Modern automatic speech recognition (ASR) systems consist of two major statistical models: the Language Model (LM) and the Acoustic Model (AM). The LM models probabilities of word sequences and the AM describes distributions of acoustic features for individual phones (or senones). Typically, the two statistical models are independently trained from large volumes of text data and annotated speech data, respectively. The component connecting these two models is the pronunciation lexicon mapping words into phone sequences. The pronunciation lexicon is typically manually designed by an expert familiar with the language of interest. Recently, there has been an increased interest (e.g. in IARPA Babel and DARPA LORELEI programs) in rapidly developing ASR systems for new “exotic” low-resource languages, where such expert-level linguistic input and manual speech transcription are too expensive, too time consuming, or simply impossible to obtain.
As illustrated in Figure 1, we propose to develop models and techniques that will allow us to train an ASR system for a new low-resource target language, where only text data and “unrelated” untranscribed speech recordings are available. During the training, the proposed models must be able to reveal and match the patterns seen in text data (i.e. the regularities seen in the word sequences) with similar patterns observed in speech signal. To accomplish this task reliably, we propose to leverage data from other high-resource languages, for which transcribed data and expert knowledge are available. For example, to discover patterns of phone-like units in speech, it is important to discriminate between the phonetic variability in the speech signal and the variability attributed to other causes (speaker, channel, noise, etc.). To a large extent, this knowledge can be learned from the transcribed speech of the high-resource languages and used for building the target ASR system.

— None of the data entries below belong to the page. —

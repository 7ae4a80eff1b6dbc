//! Exactly-once shutdown protocol.

use std::sync::{Mutex, PoisonError};

use tracing::debug;

use super::EXECUTOR_TARGET;
use super::report;
use crate::tool::Tool;

/// Wraps a tool instance together with its shutdown-completion flag.
///
/// Both shutdown triggers, the in-line failure path after `execute()` and
/// the termination listener, funnel through
/// [`run_shutdown`](ShutdownGuard::run_shutdown). The mutex makes the
/// check-and-set atomic, so whichever trigger wins the race performs the
/// shutdown and the other observes the flag and no-ops. No guarantee is made
/// about which trigger wins.
#[derive(Debug)]
pub(crate) struct ShutdownGuard<T> {
    tool: T,
    completed: Mutex<bool>,
}

impl<T: Tool> ShutdownGuard<T> {
    pub(crate) const fn new(tool: T) -> Self {
        Self {
            tool,
            completed: Mutex::new(false),
        }
    }

    pub(crate) const fn tool(&self) -> &T {
        &self.tool
    }

    /// Runs the tool's shutdown at most once across all triggers.
    ///
    /// A failure raised by `shutdown()` is reported and swallowed, and the
    /// flag is set whether or not the call succeeded, so a concurrent or
    /// subsequent trigger never re-invokes it.
    pub(crate) fn run_shutdown(&self) {
        let mut completed = self.completed.lock().unwrap_or_else(PoisonError::into_inner);
        if *completed {
            debug!(
                target: EXECUTOR_TARGET,
                "tool has already been shut down, ignoring request"
            );
            return;
        }
        debug!(target: EXECUTOR_TARGET, "shutting down");
        if let Err(failure) = self.tool.shutdown() {
            report::failure(failure.as_ref());
        }
        *completed = true;
    }

    #[cfg(test)]
    pub(crate) fn completed(&self) -> bool {
        *self.completed.lock().unwrap_or_else(PoisonError::into_inner)
    }
}
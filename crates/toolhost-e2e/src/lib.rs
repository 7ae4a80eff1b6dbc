//! Shared support for the end-to-end fixture tools.
//!
//! Fixture binaries record observable lifecycle events in marker files so
//! the process-level tests can assert on them after the fixture exited.

use std::fs::OpenOptions;
use std::io::{self, Write};
use std::path::Path;

/// Appends one line to the marker file at `path`, creating it on first use.
///
/// # Errors
///
/// Returns the underlying IO error when the file cannot be opened or
/// written.
pub fn append_marker(path: &Path, event: &str) -> io::Result<()> {
    let mut file = OpenOptions::new().create(true).append(true).open(path)?;
    writeln!(file, "{event}")
}

/// Counts the lines recorded in the marker file at `path`; a missing file
/// counts as zero events.
#[must_use]
pub fn marker_lines(path: &Path) -> usize {
    std::fs::read_to_string(path)
        .map(|contents| contents.lines().count())
        .unwrap_or(0)
}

Recently, discriminatively trained Deep Neural Networks (DNNs) have very successful in ASR and have largely superseded the more traditional generative models. We also plan to use DNNs to facilitate knowledge transfer from the high-resource languages as will be described later. However, this project mainly focuses on Bayesian generative models, which are more suitable for the unsupervised discovery of latent patterns in untranscribed data. As illustrated in Figure 2, the envisioned generative model consists of the same components as the traditional model for ASR. A sequence of words is assumed to be generated from a “known” statistical language model, which can be estimated from the available text data. The word (or corresponding letter) sequence is converted into a sequence of acoustic (phone-like) units using the lexicon model. Finally, the corresponding sequence of observed speech features is assumed to be generated from the acoustic model. However, unlike in the case of the traditional ASR system with a handcrafted lexicon and supervised acoustic model training, a proper Bayesian non-parametric model will be used to represent the lexicon and acoustic model in order to jointly solve the following problems arising during the unsupervised training: 1) dividing speech into phone-like segments, 2) clustering the segments to obtain a repository of acoustic phone-like units, 3) learning the corresponding acoustic model (i.e. acoustic unit feature distributions), 4) learning the lexicon as a statistical model for translating letter sequence into a sequence of the discovered (possibly context-dependent) acoustic units, and 5) discovering sequences of acoustic units and words that are in agreement with the language model.
The important and novel feature of our model will be the possibility to learn from the high-resource languages. In the framework of Bayesian generative models, we can design a model where some of the parameters and latent variables are shared across languages. In other words, we can assume that speech from all languages is generated from a single properly defined generative model. Some of the variables can be considered as observed for the supervised languages and hidden for the target low-resource language. Posterior distributions over some latent variables estimated from the high-resource languages can be used as priors in the inference for the low-resource language.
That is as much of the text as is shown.